• Assignment
Copy out all the entries below, word for word.

• Stored data entries
Start of Block
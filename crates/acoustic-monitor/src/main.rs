use std::sync::Arc;

use acoustic_core::MonitorEvent;
use acoustic_monitor::{
    CommandCapture, CommandClassifier, DaemonConfig, FieldMonitor, MonitorConfig, RegisterRequest,
};
use acoustic_redis::StateMirror;
use anyhow::Context;
use tokio::sync::mpsc;
use tracing_subscriber::{layer::SubscriberExt, util::SubscriberInitExt};

#[tokio::main]
async fn main() -> anyhow::Result<()> {
    dotenvy::dotenv().ok();

    tracing_subscriber::registry()
        .with(
            tracing_subscriber::EnvFilter::try_from_default_env()
                .unwrap_or_else(|_| "acoustic_monitor=info,acoustic_redis=info".into()),
        )
        .with(tracing_subscriber::fmt::layer())
        .init();

    let config = MonitorConfig::from_env()?;
    let daemon = DaemonConfig::default();
    tracing::info!(
        sample_interval_secs = config.sample_interval.as_secs(),
        capture = %daemon.capture_command,
        classifier = %daemon.classifier_command,
        "starting acoustic monitor"
    );

    let monitor = FieldMonitor::new(
        config.clone(),
        Arc::new(CommandCapture::new(daemon.capture_command.clone())),
        Arc::new(CommandClassifier::new(
            daemon.classifier_command.clone(),
            daemon.classifier_args.clone(),
        )),
    )?;

    let mut subscription = monitor.subscribe().await;
    let mirror = match &daemon.redis_url {
        Some(url) => Some(spawn_mirror(url, &config)?),
        None => {
            tracing::info!("REDIS_URL not set, state mirror disabled");
            None
        }
    };

    if let Some(path) = &daemon.sensors_file {
        let raw = std::fs::read_to_string(path)
            .with_context(|| format!("reading sensors file {}", path.display()))?;
        let requests: Vec<RegisterRequest> = serde_json::from_str(&raw)
            .with_context(|| format!("parsing sensors file {}", path.display()))?;
        for request in requests {
            match monitor.register(request).await {
                Ok(sensor) => tracing::info!(sensor_id = %sensor.id, name = %sensor.name, "sensor loaded"),
                Err(e) => tracing::warn!(error = %e, "skipping sensor entry"),
            }
        }
    }

    monitor.start().await;

    let shutdown = tokio::signal::ctrl_c();
    tokio::pin!(shutdown);
    loop {
        tokio::select! {
            event = subscription.recv() => {
                let Some(event) = event else { break };
                log_event(&event);
                if let Some(tx) = &mirror {
                    if tx.send(event).is_err() {
                        tracing::warn!("state mirror stopped");
                    }
                }
            }
            result = &mut shutdown => {
                if let Err(e) = result {
                    tracing::error!(error = %e, "failed to listen for shutdown signal");
                }
                break;
            }
        }
    }

    tracing::info!("shutting down");
    monitor.shutdown().await;
    Ok(())
}

/// Forwards events to Redis on a blocking thread; the redis connection is
/// synchronous.
fn spawn_mirror(
    url: &str,
    config: &MonitorConfig,
) -> anyhow::Result<mpsc::UnboundedSender<MonitorEvent>> {
    let reading_ttl = (config.sample_interval.as_secs() as usize).saturating_mul(3).max(1);
    let mut mirror = StateMirror::connect(url, config.alert_capacity, reading_ttl)
        .with_context(|| format!("connecting to redis at {url}"))?;
    tracing::info!(url, "state mirror connected");

    let (tx, mut rx) = mpsc::unbounded_channel::<MonitorEvent>();
    tokio::task::spawn_blocking(move || {
        while let Some(event) = rx.blocking_recv() {
            if let Err(e) = mirror.apply(&event) {
                tracing::warn!(error = %e, event_type = event.event_type(), "state mirror write failed");
            }
        }
    });
    Ok(tx)
}

fn log_event(event: &MonitorEvent) {
    match event {
        MonitorEvent::NewAlert(alert) => tracing::warn!(
            alert_id = alert.id,
            sensor_id = %alert.sensor_id,
            severity = alert.severity,
            "pest activity detected"
        ),
        other => tracing::debug!(
            event_type = other.event_type(),
            sensor_id = other.sensor_id().unwrap_or("-"),
            "event"
        ),
    }
}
End of Block
• Result of this task
filename crates/acoustic-monitor/src/main.rs
use std::sync::Arc;

use acoustic_core::MonitorEvent;
use acoustic_monitor::{
    CommandCapture, CommandClassifier, DaemonConfig, FieldMonitor, MonitorConfig, RegisterRequest,
};
use acoustic_redis::StateMirror;
use anyhow::Context;
use tokio::sync::mpsc;
use tracing_subscriber::{layer::SubscriberExt, util::SubscriberInitExt};

#[tokio::main]
async fn main() -> anyhow::Result<()> {
    dotenvy::dotenv().ok();

    tracing_subscriber::registry()
        .with(
            tracing_subscriber::EnvFilter::try_from_default_env()
                .unwrap_or_else(|_| "acoustic_monitor=info,acoustic_redis=info".into()),
        )
        .with(tracing_subscriber::fmt::layer())
        .init();

    let config = MonitorConfig::from_env()?;
    let daemon = DaemonConfig::default();
    tracing::info!(
        sample_interval_secs = config.sample_interval.as_secs(),
        capture = %daemon.capture_command,
        classifier = %daemon.classifier_command,
        "starting acoustic monitor"
    );

    let monitor = FieldMonitor::new(
        config.clone(),
        Arc::new(CommandCapture::new(daemon.capture_command.clone())),
        Arc::new(CommandClassifier::new(
            daemon.classifier_command.clone(),
            daemon.classifier_args.clone(),
        )),
    )?;

    let mut subscription = monitor.subscribe().await;
    let mirror = match &daemon.redis_url {
        Some(url) => Some(spawn_mirror(url, &config)?),
        None => {
            tracing::info!("REDIS_URL not set, state mirror disabled");
            None
        }
    };

    if let Some(path) = &daemon.sensors_file {
        let raw = std::fs::read_to_string(path)
            .with_context(|| format!("reading sensors file {}", path.display()))?;
        let requests: Vec<RegisterRequest> = serde_json::from_str(&raw)
            .with_context(|| format!("parsing sensors file {}", path.display()))?;
        for request in requests {
            match monitor.register(request).await {
                Ok(sensor) => tracing::info!(sensor_id = %sensor.id, name = %sensor.name, "sensor loaded"),
                Err(e) => tracing::warn!(error = %e, "skipping sensor entry"),
            }
        }
    }

    monitor.start().await;

    let shutdown = tokio::signal::ctrl_c();
    tokio::pin!(shutdown);
    loop {
        tokio::select! {
            event = subscription.recv() => {
                let Some(event) = event else { break };
                log_event(&event);
                if let Some(tx) = &mirror {
                    if tx.send(event).is_err() {
                        tracing::warn!("state mirror stopped");
                    }
                }
            }
            result = &mut shutdown => {
                if let Err(e) = result {
                    tracing::error!(error = %e, "failed to listen for shutdown signal");
                }
                break;
            }
        }
    }

    tracing::info!("shutting down");
    monitor.shutdown().await;
    Ok(())
}

/// Forwards events to Redis on a blocking thread; the redis connection is
/// synchronous.
fn spawn_mirror(
    url: &str,
    config: &MonitorConfig,
) -> anyhow::Result<mpsc::UnboundedSender<MonitorEvent>> {
    let reading_ttl = (config.sample_interval.as_secs() as usize).saturating_mul(3).max(1);
    let mut mirror = StateMirror::connect(url, config.alert_capacity, reading_ttl)
        .with_context(|| format!("connecting to redis at {url}"))?;
    tracing::info!(url, "state mirror connected");

    let (tx, mut rx) = mpsc::unbounded_channel::<MonitorEvent>();
    tokio::task::spawn_blocking(move || {
        while let Some(event) = rx.blocking_recv() {
            if let Err(e) = mirror.apply(&event) {
                tracing::warn!(error = %e, event_type = event.event_type(), "state mirror write failed");
            }
        }
    });
    Ok(tx)
}

fn log_event(event: &MonitorEvent) {
    match event {
        MonitorEvent::NewAlert(alert) => tracing::warn!(
            alert_id = alert.id,
            sensor_id = %alert.sensor_id,
            severity = alert.severity,
            "pest activity detected"
        ),
        other => tracing::debug!(
            event_type = other.event_type(),
            sensor_id = other.sensor_id().unwrap_or("-"),
            "event"
        ),
    }
}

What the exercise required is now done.